— REQUIREMENT —
Your task is to find every line in the records that holds the string "EndpointDetails" and copy it.
---- EXERCISE INPUTS
pub mod proxyprotocol;
pub mod stream;
pub mod tls;
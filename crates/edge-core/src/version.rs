use std::fmt;
use std::fmt::{Display, Formatter};

const BUILD_VERSION: &str = env!("CARGO_PKG_VERSION");

#[derive(Clone, Debug)]
pub struct BuildInfo {
	pub version: &'static str,
	pub build_profile: &'static str,
}

impl BuildInfo {
	pub fn new() -> Self {
		BuildInfo {
			version: BUILD_VERSION,
			build_profile: if cfg!(debug_assertions) {
				"debug"
			} else {
				"release"
			},
		}
	}
}

impl Default for BuildInfo {
	fn default() -> Self {
		Self::new()
	}
}

impl Display for BuildInfo {
	fn fmt(&self, f: &mut Formatter<'_>) -> fmt::Result {
		write!(
			f,
			"version.BuildInfo{{Version:\"{}\", BuildProfile:\"{}\"}}",
			self.version, self.build_profile
		)
	}
}
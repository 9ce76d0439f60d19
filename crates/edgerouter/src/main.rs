use std::path::PathBuf;
use std::sync::Arc;

use clap::Parser;
use edge_core::{telemetry, version};
use tracing::info;

#[derive(Parser, Debug)]
#[command(about, long_about = None)]
#[command(disable_version_flag = true)]
struct Args {
	/// Use config from bytes
	#[arg(short, long, value_name = "config")]
	config: Option<String>,

	/// Use config from file
	#[arg(short, long, value_name = "file")]
	file: Option<PathBuf>,

	/// Parse and validate the configuration, then exit
	#[arg(long)]
	validate_only: bool,

	/// Print version
	#[arg(short = 'V', long = "version")]
	version: bool,
}

fn main() -> anyhow::Result<()> {
	telemetry::setup_logging();

	let Args {
		config,
		file,
		validate_only,
		version,
	} = Args::parse();

	if version {
		println!("{}", version::BuildInfo::new());
		return Ok(());
	}

	let contents = match (config, file) {
		(Some(_), Some(_)) => anyhow::bail!("only one of --config or --file"),
		(Some(config), None) => config,
		(None, Some(file)) => std::fs::read_to_string(&file)?,
		(None, None) => "{}".to_string(),
	};
	let config = edgerouter::config::parse_config(&contents)?;
	if validate_only {
		println!("configuration is valid");
		return Ok(());
	}

	tokio::runtime::Builder::new_multi_thread()
		.enable_all()
		.build()
		.expect("failed to build runtime")
		.block_on(async move {
			info!("starting {}", version::BuildInfo::new());
			edgerouter::app::run(Arc::new(config))
				.await?
				.wait_termination()
				.await
		})
}
use std::net::SocketAddr;

use edge_core::drain::DrainWatcher;
use edge_core::readiness;
use hyper::Request;
use hyper::body::Incoming;

use super::hyper_helpers;
use super::{Health, HealthState};
use crate::http::Response;

/// The surface an upstream load balancer watches. `/health` reflects readiness and drain state;
/// the liveness endpoint only proves the process is running and must never be used for balancing.
pub struct Server {
	s: hyper_helpers::Server<State>,
}

struct State {
	health: Health,
	ready: readiness::Ready,
}

impl Server {
	pub async fn new(
		address: SocketAddr,
		drain_rx: DrainWatcher,
		health: Health,
		ready: readiness::Ready,
	) -> anyhow::Result<Self> {
		hyper_helpers::Server::bind("health", address, drain_rx, State { health, ready })
			.await
			.map(|s| Server { s })
	}

	pub fn address(&self) -> SocketAddr {
		self.s.address()
	}

	pub fn spawn(self) {
		self.s.spawn(|state, req| async move {
			match req.uri().path() {
				"/health" => Ok(handle_health(&state, req)),
				"/is-process-alive-do-not-use-for-loadbalancing" => {
					Ok(hyper_helpers::plaintext_response(
						hyper::StatusCode::OK,
						"ok\n".to_string(),
					))
				},
				_ => Ok(hyper_helpers::empty_response(hyper::StatusCode::NOT_FOUND)),
			}
		})
	}
}

fn handle_health(state: &State, req: Request<Incoming>) -> Response {
	if req.method() != hyper::Method::GET {
		return hyper_helpers::empty_response(hyper::StatusCode::METHOD_NOT_ALLOWED);
	}
	if !state.ready.is_ready() {
		return hyper_helpers::plaintext_response(
			hyper::StatusCode::SERVICE_UNAVAILABLE,
			"initializing\n".to_string(),
		);
	}
	match state.health.get() {
		HealthState::Healthy => {
			hyper_helpers::plaintext_response(hyper::StatusCode::OK, "ok\n".to_string())
		},
		HealthState::Degraded => hyper_helpers::plaintext_response(
			hyper::StatusCode::SERVICE_UNAVAILABLE,
			"degraded\n".to_string(),
		),
		HealthState::Draining => hyper_helpers::plaintext_response(
			hyper::StatusCode::SERVICE_UNAVAILABLE,
			"draining\n".to_string(),
		),
	}
}
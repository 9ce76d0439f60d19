use std::net::SocketAddr;
use std::sync::Arc;

use base64::Engine;
use base64::engine::general_purpose::STANDARD;
use edge_core::drain::DrainWatcher;
use hyper::Request;
use hyper::body::Incoming;
use secrecy::{ExposeSecret, SecretString};

use super::hyper_helpers;
use crate::http::{Body, Response};
use crate::registry::Registry;
use crate::telemetry::metrics::Metrics;

/// Basic-auth-protected diagnostics: the route table snapshot and the varz counters.
pub struct Server {
	s: hyper_helpers::Server<State>,
}

struct State {
	registry: Arc<Registry>,
	metrics: Arc<Metrics>,
	// Precomputed `Basic <credentials>` value requests must present.
	expected_authorization: String,
}

impl Server {
	pub async fn new(
		address: SocketAddr,
		drain_rx: DrainWatcher,
		registry: Arc<Registry>,
		metrics: Arc<Metrics>,
		user: &str,
		pass: &SecretString,
	) -> anyhow::Result<Self> {
		let expected_authorization = format!(
			"Basic {}",
			STANDARD.encode(format!("{user}:{}", pass.expose_secret()))
		);
		hyper_helpers::Server::bind(
			"admin",
			address,
			drain_rx,
			State {
				registry,
				metrics,
				expected_authorization,
			},
		)
		.await
		.map(|s| Server { s })
	}

	pub fn address(&self) -> SocketAddr {
		self.s.address()
	}

	pub fn spawn(self) {
		self.s.spawn(|state, req| async move {
			if !authorized(&state, &req) {
				return Ok(
					::http::Response::builder()
						.status(hyper::StatusCode::UNAUTHORIZED)
						.header(hyper::header::WWW_AUTHENTICATE, "Basic realm=\"edgerouter\"")
						.body(Body::empty())
						.expect("builder with known status code should not fail"),
				);
			}
			match req.uri().path() {
				"/routes" => json_response(serde_json::to_value(state.registry.snapshot())?),
				"/varz" => {
					let mut varz = state.metrics.varz();
					varz["registered_uris"] = state.registry.len().into();
					json_response(varz)
				},
				_ => Ok(hyper_helpers::empty_response(hyper::StatusCode::NOT_FOUND)),
			}
		})
	}
}

fn authorized(state: &State, req: &Request<Incoming>) -> bool {
	req
		.headers()
		.get(hyper::header::AUTHORIZATION)
		.and_then(|v| v.to_str().ok())
		.map(|v| v == state.expected_authorization)
		.unwrap_or(false)
}

fn json_response(value: serde_json::Value) -> anyhow::Result<Response> {
	Ok(
		::http::Response::builder()
			.status(hyper::StatusCode::OK)
			.header(hyper::header::CONTENT_TYPE, "application/json")
			.body(Body::from(serde_json::to_vec(&value)?))
			.expect("builder with known status code should not fail"),
	)
}
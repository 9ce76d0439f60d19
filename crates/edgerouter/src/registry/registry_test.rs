use std::sync::Arc;
use std::time::Duration;

use super::endpoint::{EndpointDetails, EndpointSpec};
use super::*;

fn spec(host: &str, port: u16, id: &str) -> EndpointSpec {
	EndpointSpec {
		application_id: "app".to_string(),
		host: host.to_string(),
		port,
		private_instance_id: id.to_string(),
		private_instance_index: "0".to_string(),
		tags: Default::default(),
		details: EndpointDetails {
			use_tls: false,
			server_cert_san: None,
			protocol: None,
			stale_threshold: Duration::from_secs(120),
		},
	}
}

fn uri(raw: &str) -> RouteUri {
	RouteUri::parse(raw).unwrap()
}

#[test]
fn route_uri_normalization() {
	assert_eq!(uri("App.Example.COM").as_str(), "app.example.com");
	assert_eq!(uri("app.example.com.").as_str(), "app.example.com");
	assert_eq!(uri("app.example.com/v2/").as_str(), "app.example.com/v2");
	// Path segments are preserved verbatim, only the host lowercases.
	assert_eq!(uri("app.example.com/V2").as_str(), "app.example.com/V2");
	assert_eq!(RouteUri::parse(""), Err(RouteUriError::EmptyHost));
	assert_eq!(RouteUri::parse("/path"), Err(RouteUriError::EmptyHost));
}

#[test]
fn next_prefix_walks_segments() {
	let deep = uri("h/a/b/c");
	let chain: Vec<String> = std::iter::successors(Some(deep), |u| u.next_prefix())
		.map(|u| u.as_str().to_string())
		.collect();
	assert_eq!(chain, vec!["h/a/b/c", "h/a/b", "h/a", "h"]);
}

#[test]
fn longest_prefix_wins() {
	let registry = Registry::new(SelectionPolicy::default());
	registry.register(&uri("app.example.com"), spec("10.0.0.1", 8080, "base"), None);
	registry.register(&uri("app.example.com/v2"), spec("10.0.0.2", 8080, "v2"), None);

	let base = registry.lookup("app.example.com", "/v1/users/1").unwrap();
	assert_eq!(base.snapshot()[0].address(), "10.0.0.1:8080");

	let v2 = registry.lookup("app.example.com", "/v2/users/1").unwrap();
	assert_eq!(v2.snapshot()[0].address(), "10.0.0.2:8080");

	let v2_exact = registry.lookup("app.example.com", "/v2").unwrap();
	assert_eq!(v2_exact.snapshot()[0].address(), "10.0.0.2:8080");
}

#[test]
fn prefix_matches_on_segment_boundaries_only() {
	let registry = Registry::new(SelectionPolicy::default());
	registry.register(&uri("h/foo"), spec("10.0.0.1", 8080, "a"), None);
	// `/foobar` shares a string prefix with `/foo` but not a path prefix.
	assert!(registry.lookup("h", "/foobar").is_none());
	assert!(registry.lookup("h", "/foo/bar").is_some());
}

#[test]
fn lookup_ignores_unknown_hosts() {
	let registry = Registry::new(SelectionPolicy::default());
	registry.register(&uri("app.example.com"), spec("10.0.0.1", 8080, "a"), None);
	assert!(registry.lookup("other.example.com", "/").is_none());
}

#[test]
fn register_is_idempotent_and_refreshes() {
	let registry = Registry::new(SelectionPolicy::default());
	let u = uri("app.example.com");
	assert_eq!(
		registry.register(&u, spec("10.0.0.1", 8080, "a"), None),
		RegisterOutcome::Added
	);
	let first_seen = registry.lookup("app.example.com", "/").unwrap().snapshot()[0].updated_at();
	std::thread::sleep(Duration::from_millis(5));
	assert_eq!(
		registry.register(&u, spec("10.0.0.1", 8080, "a"), None),
		RegisterOutcome::Refreshed
	);
	let pool = registry.lookup("app.example.com", "/").unwrap();
	assert_eq!(pool.len(), 1);
	assert!(pool.snapshot()[0].updated_at() > first_seen);
}

#[test]
fn unregister_drops_empty_pools() {
	let registry = Registry::new(SelectionPolicy::default());
	let u = uri("app.example.com");
	registry.register(&u, spec("10.0.0.1", 8080, "a"), None);
	registry.register(&u, spec("10.0.0.2", 8080, "b"), None);
	assert!(registry.unregister(&u, &spec("10.0.0.1", 8080, "a").key()));
	assert_eq!(registry.len(), 1);
	assert!(registry.unregister(&u, &spec("10.0.0.2", 8080, "b").key()));
	assert_eq!(registry.len(), 0);
	assert!(registry.lookup("app.example.com", "/").is_none());
	// Unregistering something unknown is a no-op.
	assert!(!registry.unregister(&u, &spec("10.0.0.9", 8080, "x").key()));
}

#[test]
fn prune_drops_stale_endpoints_and_empty_pools() {
	let registry = Registry::new(SelectionPolicy::default());
	let mut stale = spec("10.0.0.1", 8080, "a");
	stale.details.stale_threshold = Duration::from_millis(0);
	registry.register(&uri("stale.example.com"), stale, None);
	registry.register(&uri("fresh.example.com"), spec("10.0.0.2", 8080, "b"), None);
	std::thread::sleep(Duration::from_millis(5));
	let (endpoints, pools) = registry.prune();
	assert_eq!(endpoints, 1);
	assert_eq!(pools, 1);
	assert!(registry.lookup("stale.example.com", "/").is_none());
	assert!(registry.lookup("fresh.example.com", "/").is_some());
}

#[test]
fn prune_never_surfaces_stale_endpoints_to_lookups() {
	// Registrations and prunes race with lookups; a lookup may hold an endpoint selected just
	// before the prune, but must never observe one that was already stale when the pool snapshot
	// was taken after the prune finished.
	let registry = Arc::new(Registry::new(SelectionPolicy::default()));
	let u = uri("app.example.com");
	let mut stale = spec("10.0.0.1", 8080, "stale");
	stale.details.stale_threshold = Duration::from_millis(0);
	registry.register(&u, stale, None);
	registry.register(&u, spec("10.0.0.2", 8080, "live"), None);
	std::thread::sleep(Duration::from_millis(5));
	registry.prune();
	for _ in 0..32 {
		let pool = registry.lookup("app.example.com", "/").unwrap();
		for ep in pool.snapshot().iter() {
			assert_eq!(ep.private_instance_id, "live");
		}
	}
}

#[test]
fn concurrent_registers_and_lookups() {
	let registry = Arc::new(Registry::new(SelectionPolicy::default()));
	for i in 0..8 {
		registry.register(
			&uri(&format!("app{i}.example.com")),
			spec("10.0.0.1", 8080, &format!("seed{i}")),
			None,
		);
	}
	let mut handles = Vec::new();
	for t in 0..4 {
		let registry = registry.clone();
		handles.push(std::thread::spawn(move || {
			for i in 0..200 {
				let host = format!("w{t}-{i}.example.com");
				registry.register(&uri(&host), spec("10.0.0.1", 8080, "w"), None);
			}
		}));
	}
	for t in 0..4 {
		let registry = registry.clone();
		handles.push(std::thread::spawn(move || {
			for i in 0..200 {
				let host = format!("app{}.example.com", i % 8);
				assert!(registry.lookup(&host, "/some/path").is_some());
			}
		}));
	}
	for h in handles {
		h.join().unwrap();
	}
	assert_eq!(registry.len(), 8 + 4 * 200);
}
--------
— ANSWER TO THE PROBLEM —
use super::endpoint::{EndpointDetails, EndpointSpec};
		details: EndpointDetails {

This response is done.